Na manhã seguinte, acordei com o som do telemóvel a vibrar. Era um número desconhecido. Atendi com hesitação.
"Ana? É a Sofia."
A voz dela era fraca, chorosa.
"O Miguel contou-me o que aconteceu. Eu sinto muito. Eu não queria causar problemas."
"Não foste tu que causaste problemas, Sofia", disse eu, a voz cansada.
"Mas... ele disse que vocês se vão divorciar. Por minha causa."
"Não é por tua causa. É por causa dele."
Houve um silêncio. Depois, ela disse: "Ele está aqui comigo. Ele está muito abalado."
Claro que estava.
"Ana, por favor, fala com ele. Ele ama-te."
"Se ele me amasse, não me teria deixado sozinha na beira da estrada depois de um acidente."
Desliguei o telemóvel. Não tinha energia para aquilo.
O meu pai já estava na cozinha, a preparar o pequeno-almoço. O cheiro a café encheu a casa.
"Bom dia", disse ele, com um sorriso. "Dormiste bem?"
"Como uma pedra", respondi.
Sentámo-nos à mesa em silêncio. O sol entrava pela janela, iluminando os restos da destruição da noite anterior.
"Vou ligar a um advogado hoje", disse eu.
O meu pai acenou com a cabeça. "É a decisão certa."
Depois do pequeno-almoço, comecei a pesquisar advogados de divórcio na internet. Encontrei uma mulher, a Dra. Mendes, com boas recomendações. Marquei uma consulta para a tarde.

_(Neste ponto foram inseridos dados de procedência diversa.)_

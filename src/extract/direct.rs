use regex::Regex;

use super::{ManifestExtractor, ManifestPattern};

/// Stage 1: a literal absolute manifest URL in the page text.
///
/// Key-bound references (`file: "…"`, `"source":"…"`) are preferred over the
/// first loose match. With `strict` set, loose matches are ignored.
#[derive(Debug, Clone)]
pub struct DirectReference {
  pattern: ManifestPattern,
  keyed: Option<Regex>,
  strict: bool,
}

impl DirectReference {
  pub fn new(pattern: ManifestPattern, keys: &[String], strict: bool) -> Result<Self, regex::Error> {
    let keyed = if keys.is_empty() {
      None
    } else {
      let alternation = keys.iter().map(|k| regex::escape(k)).collect::<Vec<_>>().join("|");
      let ext = regex::escape(pattern.extension());
      Some(Regex::new(&format!(
        r#"["']?\b(?:{alternation})["']?\s*[:=]\s*["'](https?://[^"'\s]+?{ext}[^"'\s]*)["']"#
      ))?)
    };
    Ok(Self {
      pattern,
      keyed,
      strict,
    })
  }
}

impl ManifestExtractor for DirectReference {
  fn name(&self) -> &'static str {
    "direct"
  }

  fn extract(&self, body: &str) -> Option<String> {
    if !self.pattern.mentions_manifest(body) {
      return None;
    }
    let text = body.replace("\\/", "/");

    let keyed = self
      .keyed
      .as_ref()
      .and_then(|re| re.captures(&text))
      .and_then(|caps| caps.get(1))
      .map(|m| m.as_str().to_string());
    if keyed.is_some() || self.strict {
      return keyed;
    }
    self.pattern.find_absolute(&text)
  }
}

Passei o resto da manhã a limpar a casa. Varrer os cacos, deitar fora o álbum de fotos rasgado. Era como se estivesse a limpar a minha vida, a livrar-me do passado.
À tarde, fui ao escritório da Dra. Mendes. Era uma mulher de meia-idade, com um olhar inteligente e um aperto de mão firme.
Contei-lhe tudo. O acidente, as chamadas ignoradas, a destruição em casa. Ela ouviu-me com atenção, a tomar notas.
Quando terminei, ela olhou para mim por cima dos óculos.
"O seu marido parece ser uma pessoa muito egoísta, Ana."
"Ele é", concordei.
"Isto não vai ser fácil. Ele vai lutar."
"Eu sei. Mas eu também vou."
"Bom", disse ela, com um sorriso. "Gosto de clientes que lutam."
Saí do escritório dela a sentir-me mais leve. Pela primeira vez, sentia que tinha algum controlo sobre a minha vida.
Quando cheguei a casa, o meu pai estava à minha espera.
"Como correu?"
"Bem. Ela parece boa."
"Ótimo. Agora, vamos jantar. Eu cozinho."
Naquela noite, comemos esparguete à bolonhesa, a receita da minha mãe. Falámos sobre tudo e sobre nada. Rimos.
Foi a primeira vez em muito tempo que me senti feliz.